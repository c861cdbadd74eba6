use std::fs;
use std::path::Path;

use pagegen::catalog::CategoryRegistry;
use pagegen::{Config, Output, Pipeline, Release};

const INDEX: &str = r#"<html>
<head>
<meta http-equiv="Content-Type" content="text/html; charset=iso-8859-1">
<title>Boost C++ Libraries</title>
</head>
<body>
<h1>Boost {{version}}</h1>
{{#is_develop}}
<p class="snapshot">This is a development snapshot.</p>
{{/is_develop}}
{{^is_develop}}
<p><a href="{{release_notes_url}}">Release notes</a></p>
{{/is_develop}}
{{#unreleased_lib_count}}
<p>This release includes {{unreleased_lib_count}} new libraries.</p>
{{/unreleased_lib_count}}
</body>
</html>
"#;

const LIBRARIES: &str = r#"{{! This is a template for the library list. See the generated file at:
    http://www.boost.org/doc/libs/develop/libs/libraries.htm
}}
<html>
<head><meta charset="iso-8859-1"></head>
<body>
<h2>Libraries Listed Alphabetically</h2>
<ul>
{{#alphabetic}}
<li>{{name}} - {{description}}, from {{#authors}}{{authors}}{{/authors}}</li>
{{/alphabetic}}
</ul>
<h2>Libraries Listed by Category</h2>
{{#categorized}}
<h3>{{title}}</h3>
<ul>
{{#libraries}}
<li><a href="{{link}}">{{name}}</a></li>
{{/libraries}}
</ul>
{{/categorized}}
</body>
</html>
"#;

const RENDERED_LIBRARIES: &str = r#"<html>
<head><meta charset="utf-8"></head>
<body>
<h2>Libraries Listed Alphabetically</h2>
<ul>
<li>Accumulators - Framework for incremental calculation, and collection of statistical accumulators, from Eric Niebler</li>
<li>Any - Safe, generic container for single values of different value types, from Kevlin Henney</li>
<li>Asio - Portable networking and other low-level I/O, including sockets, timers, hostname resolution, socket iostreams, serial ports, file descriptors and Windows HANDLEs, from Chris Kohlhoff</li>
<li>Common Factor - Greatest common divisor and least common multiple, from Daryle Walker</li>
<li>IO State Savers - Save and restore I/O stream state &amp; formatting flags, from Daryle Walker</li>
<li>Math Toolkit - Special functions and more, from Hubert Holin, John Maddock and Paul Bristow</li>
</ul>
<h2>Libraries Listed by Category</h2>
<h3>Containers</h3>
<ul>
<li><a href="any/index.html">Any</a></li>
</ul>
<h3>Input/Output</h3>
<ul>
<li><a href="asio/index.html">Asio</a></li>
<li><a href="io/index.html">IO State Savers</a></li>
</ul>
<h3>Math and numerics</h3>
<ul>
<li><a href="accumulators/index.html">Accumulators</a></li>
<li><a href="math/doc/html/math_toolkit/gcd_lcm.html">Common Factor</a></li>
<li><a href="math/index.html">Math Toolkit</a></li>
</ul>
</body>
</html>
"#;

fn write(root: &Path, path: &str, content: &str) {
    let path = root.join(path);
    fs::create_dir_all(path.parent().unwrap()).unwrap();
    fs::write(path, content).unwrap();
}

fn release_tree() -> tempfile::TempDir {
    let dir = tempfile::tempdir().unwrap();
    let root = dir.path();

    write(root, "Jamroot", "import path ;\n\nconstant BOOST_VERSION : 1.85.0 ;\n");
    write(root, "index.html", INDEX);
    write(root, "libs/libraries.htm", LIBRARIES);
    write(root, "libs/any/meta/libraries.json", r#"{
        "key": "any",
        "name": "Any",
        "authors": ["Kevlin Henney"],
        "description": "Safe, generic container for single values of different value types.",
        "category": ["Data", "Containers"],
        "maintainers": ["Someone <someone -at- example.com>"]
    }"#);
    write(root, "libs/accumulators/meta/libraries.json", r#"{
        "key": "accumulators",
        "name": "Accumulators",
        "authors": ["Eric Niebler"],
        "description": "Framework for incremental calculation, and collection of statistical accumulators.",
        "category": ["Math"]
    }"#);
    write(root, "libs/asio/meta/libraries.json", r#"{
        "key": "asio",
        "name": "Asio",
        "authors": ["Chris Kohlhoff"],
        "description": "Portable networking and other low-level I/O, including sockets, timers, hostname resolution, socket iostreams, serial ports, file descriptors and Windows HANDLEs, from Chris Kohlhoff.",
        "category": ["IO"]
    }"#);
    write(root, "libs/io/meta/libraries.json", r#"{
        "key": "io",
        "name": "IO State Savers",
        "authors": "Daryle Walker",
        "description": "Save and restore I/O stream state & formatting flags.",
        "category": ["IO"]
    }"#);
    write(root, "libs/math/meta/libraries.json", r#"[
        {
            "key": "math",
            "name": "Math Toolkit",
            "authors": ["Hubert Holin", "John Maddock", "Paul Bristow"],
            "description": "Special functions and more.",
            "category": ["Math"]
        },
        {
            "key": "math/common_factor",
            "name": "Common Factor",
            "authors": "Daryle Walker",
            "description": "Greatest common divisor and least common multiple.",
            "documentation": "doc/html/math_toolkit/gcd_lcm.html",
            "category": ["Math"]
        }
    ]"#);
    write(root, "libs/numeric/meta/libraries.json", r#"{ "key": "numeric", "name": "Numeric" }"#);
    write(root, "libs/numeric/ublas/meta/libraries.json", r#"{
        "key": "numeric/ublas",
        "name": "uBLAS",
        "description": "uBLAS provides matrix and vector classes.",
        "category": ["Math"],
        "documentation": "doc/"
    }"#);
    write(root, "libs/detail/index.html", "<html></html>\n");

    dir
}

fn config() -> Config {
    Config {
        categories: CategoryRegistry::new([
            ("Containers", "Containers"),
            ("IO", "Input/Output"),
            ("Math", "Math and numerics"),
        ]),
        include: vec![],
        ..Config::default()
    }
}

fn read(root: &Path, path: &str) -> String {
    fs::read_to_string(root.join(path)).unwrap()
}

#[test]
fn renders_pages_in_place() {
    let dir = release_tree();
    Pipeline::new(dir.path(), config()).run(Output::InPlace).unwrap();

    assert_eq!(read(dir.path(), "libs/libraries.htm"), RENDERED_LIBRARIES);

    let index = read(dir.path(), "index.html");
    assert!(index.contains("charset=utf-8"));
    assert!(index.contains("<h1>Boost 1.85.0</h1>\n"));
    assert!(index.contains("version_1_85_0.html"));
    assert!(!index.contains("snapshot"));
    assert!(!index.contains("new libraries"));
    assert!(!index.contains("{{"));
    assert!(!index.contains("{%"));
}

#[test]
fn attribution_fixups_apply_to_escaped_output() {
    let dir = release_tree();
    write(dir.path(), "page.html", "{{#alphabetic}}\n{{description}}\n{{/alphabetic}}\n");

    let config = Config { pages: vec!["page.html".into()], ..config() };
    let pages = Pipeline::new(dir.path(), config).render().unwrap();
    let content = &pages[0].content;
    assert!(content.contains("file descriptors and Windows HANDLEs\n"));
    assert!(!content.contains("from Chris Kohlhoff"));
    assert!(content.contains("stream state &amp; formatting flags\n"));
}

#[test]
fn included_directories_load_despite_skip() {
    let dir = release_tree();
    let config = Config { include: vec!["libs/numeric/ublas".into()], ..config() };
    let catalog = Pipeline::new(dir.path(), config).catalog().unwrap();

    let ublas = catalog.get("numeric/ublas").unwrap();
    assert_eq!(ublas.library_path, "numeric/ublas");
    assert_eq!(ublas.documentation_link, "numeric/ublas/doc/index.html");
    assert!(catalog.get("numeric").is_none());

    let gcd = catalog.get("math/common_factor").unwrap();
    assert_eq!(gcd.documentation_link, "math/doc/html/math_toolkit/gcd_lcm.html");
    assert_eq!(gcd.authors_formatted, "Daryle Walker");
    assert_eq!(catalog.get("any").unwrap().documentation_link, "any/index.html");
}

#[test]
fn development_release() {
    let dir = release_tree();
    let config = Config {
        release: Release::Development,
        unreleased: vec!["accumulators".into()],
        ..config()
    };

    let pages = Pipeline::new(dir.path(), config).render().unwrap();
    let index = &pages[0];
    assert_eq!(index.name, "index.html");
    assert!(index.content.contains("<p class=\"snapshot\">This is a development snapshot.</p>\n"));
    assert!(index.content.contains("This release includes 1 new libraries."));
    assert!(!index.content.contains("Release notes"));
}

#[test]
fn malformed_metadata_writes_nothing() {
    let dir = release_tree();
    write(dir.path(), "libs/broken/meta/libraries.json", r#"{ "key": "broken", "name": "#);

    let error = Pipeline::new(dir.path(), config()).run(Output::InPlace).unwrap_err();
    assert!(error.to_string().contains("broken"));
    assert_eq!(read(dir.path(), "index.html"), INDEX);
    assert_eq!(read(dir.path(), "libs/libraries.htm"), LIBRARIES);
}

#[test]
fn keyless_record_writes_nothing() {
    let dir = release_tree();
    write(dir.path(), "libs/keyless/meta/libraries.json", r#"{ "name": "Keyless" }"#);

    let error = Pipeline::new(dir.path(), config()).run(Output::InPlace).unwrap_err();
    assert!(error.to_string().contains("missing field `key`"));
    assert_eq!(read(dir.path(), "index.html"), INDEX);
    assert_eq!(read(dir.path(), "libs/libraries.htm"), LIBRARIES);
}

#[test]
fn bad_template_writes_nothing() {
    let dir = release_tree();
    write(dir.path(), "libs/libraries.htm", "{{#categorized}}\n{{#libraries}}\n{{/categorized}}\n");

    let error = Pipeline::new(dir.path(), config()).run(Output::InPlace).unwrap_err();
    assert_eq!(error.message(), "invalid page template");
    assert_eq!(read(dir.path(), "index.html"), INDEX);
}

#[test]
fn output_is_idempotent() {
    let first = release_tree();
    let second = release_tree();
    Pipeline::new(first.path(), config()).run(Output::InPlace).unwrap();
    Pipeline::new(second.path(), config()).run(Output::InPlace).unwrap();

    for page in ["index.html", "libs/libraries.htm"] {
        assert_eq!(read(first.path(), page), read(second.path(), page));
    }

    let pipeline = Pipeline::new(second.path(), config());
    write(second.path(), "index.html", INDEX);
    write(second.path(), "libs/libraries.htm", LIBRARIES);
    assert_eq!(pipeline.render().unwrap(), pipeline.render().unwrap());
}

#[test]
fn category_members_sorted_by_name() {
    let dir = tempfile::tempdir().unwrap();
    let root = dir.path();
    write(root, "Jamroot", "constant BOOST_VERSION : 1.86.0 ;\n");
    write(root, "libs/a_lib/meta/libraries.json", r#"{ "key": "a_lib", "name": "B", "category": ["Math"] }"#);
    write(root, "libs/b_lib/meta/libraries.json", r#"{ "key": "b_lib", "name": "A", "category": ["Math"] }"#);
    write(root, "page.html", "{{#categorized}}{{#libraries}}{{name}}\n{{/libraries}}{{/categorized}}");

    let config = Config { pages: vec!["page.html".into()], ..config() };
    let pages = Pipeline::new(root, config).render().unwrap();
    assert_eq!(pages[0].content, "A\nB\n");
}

################

DIRECTIONS – Copy down every line of the entries containing the word "This".

WRITTEN ANSWER –
<p class="snapshot">This is a development snapshot.</p>
<p>This release includes {{unreleased_lib_count}} new libraries.</p>
const LIBRARIES: &str = r#"{{! This is a template for the library list. See the generated file at:
    assert!(index.content.contains("<p class=\"snapshot\">This is a development snapshot.</p>\n"));
    assert!(index.content.contains("This release includes 1 new libraries."));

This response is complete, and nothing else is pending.